**Task statement**
In the entries below, how many lines contain the word "push"? State the number and nothing more.

**Exercise inputs**
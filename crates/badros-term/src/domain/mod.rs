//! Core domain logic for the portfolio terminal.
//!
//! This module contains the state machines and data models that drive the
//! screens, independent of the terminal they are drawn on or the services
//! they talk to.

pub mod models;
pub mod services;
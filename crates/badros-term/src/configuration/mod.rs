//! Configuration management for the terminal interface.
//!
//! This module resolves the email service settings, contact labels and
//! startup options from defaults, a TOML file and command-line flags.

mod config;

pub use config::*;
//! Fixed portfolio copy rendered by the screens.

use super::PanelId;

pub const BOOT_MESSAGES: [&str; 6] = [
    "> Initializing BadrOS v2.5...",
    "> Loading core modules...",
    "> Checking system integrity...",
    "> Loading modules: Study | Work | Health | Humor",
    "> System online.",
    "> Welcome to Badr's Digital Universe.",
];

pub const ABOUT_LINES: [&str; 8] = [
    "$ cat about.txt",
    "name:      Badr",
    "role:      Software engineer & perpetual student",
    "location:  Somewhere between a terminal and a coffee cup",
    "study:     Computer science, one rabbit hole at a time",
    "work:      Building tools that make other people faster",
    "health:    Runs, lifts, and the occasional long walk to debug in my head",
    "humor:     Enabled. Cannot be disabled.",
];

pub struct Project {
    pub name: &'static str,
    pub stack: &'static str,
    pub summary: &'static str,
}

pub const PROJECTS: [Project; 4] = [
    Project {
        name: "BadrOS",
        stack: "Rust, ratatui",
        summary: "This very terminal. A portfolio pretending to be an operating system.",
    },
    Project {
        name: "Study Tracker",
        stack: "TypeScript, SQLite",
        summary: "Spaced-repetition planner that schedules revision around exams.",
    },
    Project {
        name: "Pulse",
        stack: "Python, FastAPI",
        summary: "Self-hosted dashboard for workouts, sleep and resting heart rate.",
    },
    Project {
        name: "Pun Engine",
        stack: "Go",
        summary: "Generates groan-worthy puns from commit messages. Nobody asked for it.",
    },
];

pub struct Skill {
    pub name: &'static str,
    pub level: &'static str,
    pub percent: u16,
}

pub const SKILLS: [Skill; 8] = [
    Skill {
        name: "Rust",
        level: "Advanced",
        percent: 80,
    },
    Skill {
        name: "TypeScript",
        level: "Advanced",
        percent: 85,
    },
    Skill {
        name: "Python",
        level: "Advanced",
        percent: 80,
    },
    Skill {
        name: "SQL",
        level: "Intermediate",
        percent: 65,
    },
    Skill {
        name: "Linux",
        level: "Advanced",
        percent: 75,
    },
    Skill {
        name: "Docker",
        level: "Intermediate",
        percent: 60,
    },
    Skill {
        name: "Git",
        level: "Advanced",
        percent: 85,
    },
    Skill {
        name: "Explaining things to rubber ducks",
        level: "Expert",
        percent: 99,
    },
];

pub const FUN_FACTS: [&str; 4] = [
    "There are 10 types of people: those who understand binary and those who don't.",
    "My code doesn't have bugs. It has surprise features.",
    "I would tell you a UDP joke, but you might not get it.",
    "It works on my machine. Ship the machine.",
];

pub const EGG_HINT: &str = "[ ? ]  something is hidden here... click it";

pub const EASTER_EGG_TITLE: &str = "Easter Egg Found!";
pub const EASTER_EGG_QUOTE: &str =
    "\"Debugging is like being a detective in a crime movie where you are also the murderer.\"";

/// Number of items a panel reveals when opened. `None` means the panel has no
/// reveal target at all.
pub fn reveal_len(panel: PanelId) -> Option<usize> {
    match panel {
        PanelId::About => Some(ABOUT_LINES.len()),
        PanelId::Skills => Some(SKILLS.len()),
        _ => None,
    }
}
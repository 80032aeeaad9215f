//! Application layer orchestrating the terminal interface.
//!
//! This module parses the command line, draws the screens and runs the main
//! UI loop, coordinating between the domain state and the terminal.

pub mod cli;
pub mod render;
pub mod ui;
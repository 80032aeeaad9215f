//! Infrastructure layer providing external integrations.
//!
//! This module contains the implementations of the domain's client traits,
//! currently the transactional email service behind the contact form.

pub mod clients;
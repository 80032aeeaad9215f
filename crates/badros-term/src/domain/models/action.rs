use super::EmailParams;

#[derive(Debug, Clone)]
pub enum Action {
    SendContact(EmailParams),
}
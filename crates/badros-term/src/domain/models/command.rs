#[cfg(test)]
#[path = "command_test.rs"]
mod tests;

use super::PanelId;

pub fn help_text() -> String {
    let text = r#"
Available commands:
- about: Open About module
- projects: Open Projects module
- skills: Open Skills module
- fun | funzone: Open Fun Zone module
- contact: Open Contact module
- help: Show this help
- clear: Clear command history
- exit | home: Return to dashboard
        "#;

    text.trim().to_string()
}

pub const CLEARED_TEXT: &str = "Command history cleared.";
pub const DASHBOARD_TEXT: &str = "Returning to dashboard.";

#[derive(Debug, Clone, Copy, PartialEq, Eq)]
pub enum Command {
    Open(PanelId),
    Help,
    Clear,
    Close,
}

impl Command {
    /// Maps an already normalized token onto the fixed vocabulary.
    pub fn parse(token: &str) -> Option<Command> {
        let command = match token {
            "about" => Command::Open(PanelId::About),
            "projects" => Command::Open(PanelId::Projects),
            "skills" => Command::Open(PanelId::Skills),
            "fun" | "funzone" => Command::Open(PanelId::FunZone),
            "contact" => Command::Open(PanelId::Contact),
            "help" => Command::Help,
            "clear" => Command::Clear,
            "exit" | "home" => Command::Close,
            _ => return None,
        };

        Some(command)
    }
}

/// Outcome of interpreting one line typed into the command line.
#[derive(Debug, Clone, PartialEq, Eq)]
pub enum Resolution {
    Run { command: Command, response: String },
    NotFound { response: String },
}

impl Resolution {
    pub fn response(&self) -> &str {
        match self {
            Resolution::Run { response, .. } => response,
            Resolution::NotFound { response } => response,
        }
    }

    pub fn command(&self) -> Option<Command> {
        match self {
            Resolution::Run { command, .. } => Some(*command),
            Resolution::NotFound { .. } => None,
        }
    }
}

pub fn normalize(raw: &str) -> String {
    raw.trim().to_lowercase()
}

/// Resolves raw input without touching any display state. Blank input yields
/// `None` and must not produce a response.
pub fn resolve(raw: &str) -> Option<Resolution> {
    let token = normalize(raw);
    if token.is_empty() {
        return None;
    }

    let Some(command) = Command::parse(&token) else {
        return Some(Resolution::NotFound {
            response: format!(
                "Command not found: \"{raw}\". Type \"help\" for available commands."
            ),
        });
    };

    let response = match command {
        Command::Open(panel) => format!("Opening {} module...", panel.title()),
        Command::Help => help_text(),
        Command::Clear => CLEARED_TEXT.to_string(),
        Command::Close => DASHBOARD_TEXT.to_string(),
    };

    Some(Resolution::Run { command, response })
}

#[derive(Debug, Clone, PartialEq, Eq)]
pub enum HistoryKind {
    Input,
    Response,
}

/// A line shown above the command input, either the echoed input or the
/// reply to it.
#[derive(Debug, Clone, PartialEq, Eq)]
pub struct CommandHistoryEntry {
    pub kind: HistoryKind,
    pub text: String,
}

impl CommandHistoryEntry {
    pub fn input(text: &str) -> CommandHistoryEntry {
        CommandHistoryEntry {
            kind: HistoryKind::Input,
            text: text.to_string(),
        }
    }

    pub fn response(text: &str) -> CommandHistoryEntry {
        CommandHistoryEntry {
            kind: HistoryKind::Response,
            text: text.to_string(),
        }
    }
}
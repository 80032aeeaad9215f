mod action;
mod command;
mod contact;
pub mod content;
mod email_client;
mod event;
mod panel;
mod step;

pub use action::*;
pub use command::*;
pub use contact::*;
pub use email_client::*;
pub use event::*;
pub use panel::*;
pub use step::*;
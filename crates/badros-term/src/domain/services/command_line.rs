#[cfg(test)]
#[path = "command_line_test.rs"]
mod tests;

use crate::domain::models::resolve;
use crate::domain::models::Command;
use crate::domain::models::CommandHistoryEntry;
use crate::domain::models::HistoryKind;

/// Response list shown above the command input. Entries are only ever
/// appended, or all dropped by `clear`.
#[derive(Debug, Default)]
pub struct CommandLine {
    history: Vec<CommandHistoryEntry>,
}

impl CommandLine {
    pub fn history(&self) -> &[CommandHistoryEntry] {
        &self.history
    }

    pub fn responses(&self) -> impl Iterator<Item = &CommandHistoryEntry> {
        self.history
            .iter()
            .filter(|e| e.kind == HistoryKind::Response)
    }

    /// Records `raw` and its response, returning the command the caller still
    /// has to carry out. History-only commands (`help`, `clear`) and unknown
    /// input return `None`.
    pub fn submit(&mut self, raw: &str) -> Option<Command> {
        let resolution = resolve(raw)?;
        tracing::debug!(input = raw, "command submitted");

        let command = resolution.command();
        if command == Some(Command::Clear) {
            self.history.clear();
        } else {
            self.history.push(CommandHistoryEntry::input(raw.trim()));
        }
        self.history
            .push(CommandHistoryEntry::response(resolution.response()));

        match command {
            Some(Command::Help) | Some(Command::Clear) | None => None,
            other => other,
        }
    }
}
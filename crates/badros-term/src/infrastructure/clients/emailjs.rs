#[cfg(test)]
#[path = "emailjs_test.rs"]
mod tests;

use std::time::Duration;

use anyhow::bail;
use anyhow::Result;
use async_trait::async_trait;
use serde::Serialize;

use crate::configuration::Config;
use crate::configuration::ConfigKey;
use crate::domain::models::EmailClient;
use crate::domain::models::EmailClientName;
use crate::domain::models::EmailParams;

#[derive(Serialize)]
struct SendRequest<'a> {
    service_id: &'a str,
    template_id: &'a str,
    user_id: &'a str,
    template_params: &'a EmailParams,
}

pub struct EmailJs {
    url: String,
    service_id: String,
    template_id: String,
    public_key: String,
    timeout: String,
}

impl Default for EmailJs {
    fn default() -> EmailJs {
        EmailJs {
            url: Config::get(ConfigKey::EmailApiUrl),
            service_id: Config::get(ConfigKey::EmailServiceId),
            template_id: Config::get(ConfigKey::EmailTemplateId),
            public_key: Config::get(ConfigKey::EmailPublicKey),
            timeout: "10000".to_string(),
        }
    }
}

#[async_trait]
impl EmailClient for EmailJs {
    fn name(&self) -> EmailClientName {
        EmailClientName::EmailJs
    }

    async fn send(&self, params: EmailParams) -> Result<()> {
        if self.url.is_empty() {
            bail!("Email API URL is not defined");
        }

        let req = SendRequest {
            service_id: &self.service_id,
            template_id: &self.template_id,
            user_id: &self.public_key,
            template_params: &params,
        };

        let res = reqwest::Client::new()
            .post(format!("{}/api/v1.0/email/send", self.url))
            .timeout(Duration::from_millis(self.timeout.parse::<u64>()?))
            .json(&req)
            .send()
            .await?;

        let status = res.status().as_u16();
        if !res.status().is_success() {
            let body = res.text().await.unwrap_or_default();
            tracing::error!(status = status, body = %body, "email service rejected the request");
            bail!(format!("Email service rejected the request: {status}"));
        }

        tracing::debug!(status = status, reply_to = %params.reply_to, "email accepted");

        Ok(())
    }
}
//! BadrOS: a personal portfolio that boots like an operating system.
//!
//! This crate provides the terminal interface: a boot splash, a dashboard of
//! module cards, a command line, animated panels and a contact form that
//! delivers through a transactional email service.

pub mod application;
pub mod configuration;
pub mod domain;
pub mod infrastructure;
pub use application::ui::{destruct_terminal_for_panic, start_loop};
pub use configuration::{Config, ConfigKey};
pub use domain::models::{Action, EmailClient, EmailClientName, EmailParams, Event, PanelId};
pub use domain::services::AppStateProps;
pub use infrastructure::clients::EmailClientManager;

**Problem solution**
2